Stellantis is slowly but surely getting its act together as a group. It has revealed its plans for a few of its neglected brands and is also planning to import a quirky Citroen EV for its Free2Move mobility service. Along with bringing in new EVs for rental, the company intends to sell 400,000 electrified vehicles this year.
With these developments and others, the conglomerate has now told a French newspaper that it no longer needs Tesla's help with meeting emissions targets.
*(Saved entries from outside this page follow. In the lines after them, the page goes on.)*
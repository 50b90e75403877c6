use bitflags::bitflags;

/// A position in screen or client coordinates, depending on context.
#[derive(Debug, Clone, Copy, PartialEq, Eq, Default)]
pub struct Point {
    pub x: i32,
    pub y: i32,
}

impl Point {
    pub const fn new(x: i32, y: i32) -> Self {
        Self { x, y }
    }
}

bitflags! {
    /// Mouse button and modifier key state carried with every drag notification.
    #[derive(Debug, Clone, Copy, PartialEq, Eq, Hash)]
    pub struct KeyState: u32 {
        const LEFT_BUTTON = 1;
        const RIGHT_BUTTON = 1 << 1;
        const MIDDLE_BUTTON = 1 << 2;
        const SHIFT = 1 << 3;
        const CTRL = 1 << 4;
        const ALT = 1 << 5;
    }
}

impl KeyState {
    /// Any mouse button currently held.
    pub fn any_button(self) -> bool {
        self.intersects(Self::LEFT_BUTTON | Self::RIGHT_BUTTON | Self::MIDDLE_BUTTON)
    }
}

bitflags! {
    /// The operations a drag source permits, and the single operation a
    /// target reports back.
    #[derive(Debug, Clone, Copy, PartialEq, Eq, Hash)]
    pub struct DropEffect: u32 {
        const COPY = 1;
        const MOVE = 1 << 1;
        const LINK = 1 << 2;
        const SCROLL = 1 << 31;
    }
}

impl DropEffect {
    /// No operation. Returned from a cancelled drag and from targets that
    /// reject the offered data.
    pub const NONE: Self = Self::empty();
}
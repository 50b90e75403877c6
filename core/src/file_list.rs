//! Wire codec for the file-list format: UTF-8 paths separated by NUL bytes,
//! terminated by a double NUL.

use std::path::PathBuf;

pub(crate) fn encode(paths: &[PathBuf]) -> Vec<u8> {
    let mut out = Vec::new();
    for path in paths {
        out.extend_from_slice(path.to_string_lossy().as_bytes());
        out.push(0);
    }
    out.push(0);
    out
}

pub(crate) fn decode(bytes: &[u8]) -> Vec<PathBuf> {
    let mut paths = Vec::new();
    for segment in bytes.split(|&b| b == 0) {
        if segment.is_empty() {
            // Double NUL terminator.
            break;
        }
        paths.push(PathBuf::from(
            String::from_utf8_lossy(segment).into_owned(),
        ));
    }
    paths
}

#[cfg(test)]
mod tests {
    use super::*;

    #[test]
    fn test_round_trip() {
        let paths = vec![PathBuf::from("/tmp/a.txt"), PathBuf::from("/tmp/b c.png")];
        assert_eq!(decode(&encode(&paths)), paths);
    }

    #[test]
    fn test_empty_list() {
        let encoded = encode(&[]);
        assert_eq!(encoded, vec![0]);
        assert!(decode(&encoded).is_empty());
    }

    #[test]
    fn test_decode_stops_at_terminator() {
        let mut bytes = encode(&[PathBuf::from("/one")]);
        bytes.extend_from_slice(b"trailing garbage");
        assert_eq!(decode(&bytes), vec![PathBuf::from("/one")]);
    }

    #[test]
    fn test_decode_empty_input() {
        assert!(decode(&[]).is_empty());
    }
}
//! The host boundary: the contract between the protocol objects and the
//! environment that pumps pointer events and owns windows.
//!
//! The host is treated as a black box. It drives the modal drag loop behind
//! [`DragHost::do_drag`], calling back into the session's [`DropSource`] and
//! into whatever [`DropTarget`] is registered for the hovered window, all on
//! the calling thread.

use std::rc::Rc;
use thiserror::Error;

use crate::data_object::DataObject;
use crate::medium::Bitmap;
use crate::types::{DropEffect, KeyState, Point};

#[derive(Debug, Error, Clone, PartialEq, Eq)]
pub enum HostError {
    #[error("host transport is not initialized")]
    Uninitialized,

    #[error("a drop target is already registered for this window")]
    AlreadyRegistered,

    #[error("no drop target is registered for this window")]
    NotRegistered,

    #[error("window handle is null or destroyed")]
    DeadWindow,

    #[error("transport failure: {0}")]
    Transport(String),
}

/// Opaque identifier for a host window. Zero means "not created".
#[derive(Debug, Clone, Copy, PartialEq, Eq, Hash)]
pub struct WindowHandle(pub u64);

impl WindowHandle {
    pub const NULL: Self = Self(0);

    pub fn is_null(self) -> bool {
        self.0 == 0
    }
}

/// Window abstraction consumed at the boundary: a stable handle and
/// screen-to-client coordinate conversion.
pub trait HostWindow {
    fn handle(&self) -> WindowHandle;

    fn screen_to_client(&self, point: Point) -> Point;
}

/// Source-side decision returned from [`DropSource::query_continue`].
#[derive(Debug, Clone, Copy, PartialEq, Eq)]
pub enum ContinueDecision {
    Continue,
    Cancel,
    Drop,
}

/// Whether the host should show its default drag cursors or leave the
/// cursor to the application.
#[derive(Debug, Clone, Copy, PartialEq, Eq)]
pub enum FeedbackDisposition {
    DefaultCursors,
    CustomCursor,
}

/// Source-side callbacks invoked by the host during the drag loop.
pub trait DropSource {
    /// Polled cancellation checkpoint: decides whether the gesture
    /// continues, cancels, or drops based on input state.
    fn query_continue(&mut self, escape_pressed: bool, keys: KeyState) -> ContinueDecision;

    /// Invoked as the candidate operation changes.
    fn give_feedback(&mut self, effect: DropEffect) -> FeedbackDisposition;
}

/// Target-side callbacks invoked by the host for the window under the
/// cursor. For one gesture the order is strictly
/// enter, over*, then exactly one of drop or leave.
pub trait DropTarget {
    fn drag_enter(
        &self,
        data: Rc<DataObject>,
        keys: KeyState,
        position: Point,
        allowed: DropEffect,
    ) -> DropEffect;

    fn drag_over(&self, keys: KeyState, position: Point, allowed: DropEffect) -> DropEffect;

    fn drag_leave(&self);

    fn drag_drop(
        &self,
        data: Rc<DataObject>,
        keys: KeyState,
        position: Point,
        allowed: DropEffect,
    ) -> DropEffect;
}

/// The host's data-transfer transport.
pub trait DragHost {
    fn is_initialized(&self) -> bool;

    /// Initializes the transport. Safe to call when already initialized.
    fn ensure_init(&self) -> Result<(), HostError>;

    /// Registers `target` to receive notifications for `window`. Fails if a
    /// target is already registered there.
    fn register_drop_target(
        &self,
        window: WindowHandle,
        target: Rc<dyn DropTarget>,
    ) -> Result<(), HostError>;

    fn revoke_drop_target(&self, window: WindowHandle) -> Result<(), HostError>;

    /// Drives the modal drag loop to completion. Blocks the calling thread,
    /// re-entering it only through the source and target callbacks. Returns
    /// the effect of the drop, or [`DropEffect::NONE`] when cancelled.
    fn do_drag(
        &self,
        data: Rc<DataObject>,
        source: &mut dyn DropSource,
        allowed: DropEffect,
    ) -> Result<DropEffect, HostError>;

    /// Starts tracking a drag cursor image. Must be balanced by
    /// [`DragHost::end_drag_image`].
    fn begin_drag_image(&self, image: &Bitmap, hotspot: Point) -> Result<(), HostError>;

    fn move_drag_image(&self, position: Point);

    fn end_drag_image(&self);
}
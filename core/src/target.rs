//! Target-side handler registered on a window to receive drag-over and drop
//! notifications.

use std::cell::RefCell;
use std::rc::{Rc, Weak};
use thiserror::Error;
use tracing::debug;

use crate::data_object::DataObject;
use crate::host::{DragHost, DropTarget, HostError, HostWindow, WindowHandle};
use crate::types::{DropEffect, KeyState, Point};

#[derive(Debug, Error)]
pub enum RegisterError {
    #[error("window has not been created")]
    WindowNotCreated,

    #[error("a drop target is already registered on the window")]
    AlreadyRegistered,

    #[error("host error: {0}")]
    Host(HostError),
}

impl From<HostError> for RegisterError {
    fn from(err: HostError) -> Self {
        match err {
            HostError::AlreadyRegistered => Self::AlreadyRegistered,
            HostError::DeadWindow => Self::WindowNotCreated,
            other => Self::Host(other),
        }
    }
}

/// Computes the conventional default operation from modifier state:
/// ctrl+shift or alt alone requests a link, ctrl alone a copy, anything
/// else a move, each intersected with the source's allowed mask.
pub fn default_effect(keys: KeyState, allowed: DropEffect) -> DropEffect {
    let modifiers = keys & (KeyState::CTRL | KeyState::SHIFT | KeyState::ALT);
    let wanted = if modifiers == KeyState::CTRL | KeyState::SHIFT || modifiers == KeyState::ALT {
        DropEffect::LINK
    } else if modifiers.contains(KeyState::CTRL) {
        DropEffect::COPY
    } else {
        DropEffect::MOVE
    };
    wanted & allowed
}

/// Carried by the enter, over and drop notifications. `effect` arrives as
/// the computed default and may be overridden by the handler.
pub struct DropEvent {
    data: Option<Rc<DataObject>>,
    keys: KeyState,
    position: Point,
    allowed: DropEffect,
    effect: DropEffect,
}

impl DropEvent {
    /// The transfer object being dragged, when one is attached.
    pub fn data(&self) -> Option<&Rc<DataObject>> {
        self.data.as_ref()
    }

    pub fn keys(&self) -> KeyState {
        self.keys
    }

    /// Cursor position in the target window's client coordinates.
    pub fn position(&self) -> Point {
        self.position
    }

    /// Operations the source permits.
    pub fn allowed(&self) -> DropEffect {
        self.allowed
    }

    pub fn effect(&self) -> DropEffect {
        self.effect
    }

    pub fn set_effect(&mut self, effect: DropEffect) {
        self.effect = effect & self.allowed;
    }
}

type DropHandler = Box<dyn FnMut(&mut DropEvent)>;
type LeaveHandler = Box<dyn FnMut()>;

/// Per-window drop handler. Caches the transfer object from enter through
/// drop or leave so the over notification, which carries no object, can
/// still expose it.
pub struct DropSession {
    window: Weak<dyn HostWindow>,
    on_enter: RefCell<Option<DropHandler>>,
    on_over: RefCell<Option<DropHandler>>,
    on_leave: RefCell<Option<LeaveHandler>>,
    on_drop: RefCell<Option<DropHandler>>,
    last_data: RefCell<Option<Rc<DataObject>>>,
}

impl DropSession {
    pub fn new(window: &Rc<dyn HostWindow>) -> Rc<Self> {
        Rc::new(Self {
            window: Rc::downgrade(window),
            on_enter: RefCell::new(None),
            on_over: RefCell::new(None),
            on_leave: RefCell::new(None),
            on_drop: RefCell::new(None),
            last_data: RefCell::new(None),
        })
    }

    pub fn on_enter(&self, handler: impl FnMut(&mut DropEvent) + 'static) {
        *self.on_enter.borrow_mut() = Some(Box::new(handler));
    }

    pub fn on_over(&self, handler: impl FnMut(&mut DropEvent) + 'static) {
        *self.on_over.borrow_mut() = Some(Box::new(handler));
    }

    pub fn on_leave(&self, handler: impl FnMut() + 'static) {
        *self.on_leave.borrow_mut() = Some(Box::new(handler));
    }

    pub fn on_drop(&self, handler: impl FnMut(&mut DropEvent) + 'static) {
        *self.on_drop.borrow_mut() = Some(Box::new(handler));
    }

    /// The transfer object cached since the last enter, cleared on leave
    /// and drop.
    pub fn last_data(&self) -> Option<Rc<DataObject>> {
        self.last_data.borrow().clone()
    }

    fn dispatch(
        &self,
        slot: &RefCell<Option<DropHandler>>,
        data: Option<Rc<DataObject>>,
        keys: KeyState,
        position: Point,
        allowed: DropEffect,
    ) -> DropEffect {
        let position = match self.window.upgrade() {
            Some(window) => window.screen_to_client(position),
            None => {
                debug_assert!(false, "drop notification after the window was destroyed");
                position
            }
        };

        let mut event = DropEvent {
            data,
            keys,
            position,
            allowed,
            effect: default_effect(keys, allowed),
        };
        if let Some(handler) = slot.borrow_mut().as_mut() {
            handler(&mut event);
        }
        event.effect
    }
}

impl DropTarget for DropSession {
    fn drag_enter(
        &self,
        data: Rc<DataObject>,
        keys: KeyState,
        position: Point,
        allowed: DropEffect,
    ) -> DropEffect {
        *self.last_data.borrow_mut() = Some(Rc::clone(&data));
        self.dispatch(&self.on_enter, Some(data), keys, position, allowed)
    }

    fn drag_over(&self, keys: KeyState, position: Point, allowed: DropEffect) -> DropEffect {
        let data = self.last_data.borrow().clone();
        self.dispatch(&self.on_over, data, keys, position, allowed)
    }

    fn drag_leave(&self) {
        if let Some(handler) = self.on_leave.borrow_mut().as_mut() {
            handler();
        }
        self.last_data.borrow_mut().take();
    }

    fn drag_drop(
        &self,
        data: Rc<DataObject>,
        keys: KeyState,
        position: Point,
        allowed: DropEffect,
    ) -> DropEffect {
        let effect = self.dispatch(&self.on_drop, Some(data), keys, position, allowed);
        self.last_data.borrow_mut().take();
        effect
    }
}

/// Registration of a [`DropSession`] with the host, scoped to the window's
/// lifetime. Must be revoked before the window is destroyed; dropping an
/// active registration revokes it and asserts the window is still alive.
pub struct DropRegistration<'h> {
    host: &'h dyn DragHost,
    window: Weak<dyn HostWindow>,
    handle: WindowHandle,
    active: bool,
}

impl<'h> DropRegistration<'h> {
    pub fn register(
        host: &'h dyn DragHost,
        window: &Rc<dyn HostWindow>,
        session: Rc<DropSession>,
    ) -> Result<Self, RegisterError> {
        let handle = window.handle();
        if handle.is_null() {
            debug_assert!(false, "registering a drop target on an uncreated window");
            return Err(RegisterError::WindowNotCreated);
        }

        host.register_drop_target(handle, session)?;
        debug!(window = handle.0, "drop target registered");
        Ok(Self {
            host,
            window: Rc::downgrade(window),
            handle,
            active: true,
        })
    }

    pub fn window_handle(&self) -> WindowHandle {
        self.handle
    }

    pub fn is_active(&self) -> bool {
        self.active
    }

    /// Explicitly unregisters from the host.
    pub fn revoke(mut self) -> Result<(), RegisterError> {
        self.revoke_inner()
    }

    fn revoke_inner(&mut self) -> Result<(), RegisterError> {
        if !self.active {
            return Ok(());
        }
        self.active = false;
        self.host.revoke_drop_target(self.handle)?;
        debug!(window = self.handle.0, "drop target revoked");
        Ok(())
    }
}

impl Drop for DropRegistration<'_> {
    fn drop(&mut self) {
        if self.active {
            debug_assert!(
                self.window.upgrade().is_some(),
                "drop registration outlived its window"
            );
            let _ = self.revoke_inner();
        }
    }
}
Stellantis currently buys excess CO2 credits from Tesla to reduce its own overall emissions rating, but as the company has improved since its inception in January, it no longer needs these credits.
According to a report from Automotive News, FCA (which is one half of the Stellantis collaboration with PSA Group) spent around $2.4 billion to buy European and US CO2 credits from Tesla over the 2019-2021 period. Stellantis CEO Carlos Tavares explains: "With the electrical technology that PSA brought to Stellantis, we will meet carbon dioxide emission regulations as early as this year. Thus, we will not need to call on European CO2 credits and FCA will no longer have to pool with Tesla or anyone."
Tesla earns billions from the tax credits it sells to other automakers, and in the first quarter, its credit revenue surged 46 percent to $518 million. In 2020, Tesla said that it recorded $1.6 billion in revenue from these credits alone.
A Stellantis spokesperson has confirmed that the company is in talks with Tesla about what kind of financial agreement can be reached if Stellantis stops buying the CO2 credits early, but Stellantis seems far more focused on the long-term effects of being able to meet its own targets.
The spokesman continued to say that "as a result of the combination of PSA and FCA, Stellantis will be in a position to achieve CO2 targets in Europe for 2021 without open passenger car pooling arrangements with other manufacturers," and that kind of independence will show that Stellantis is serious about reducing emissions. The Dodge Challenger SRT Hellcat is certainly in its twilight years.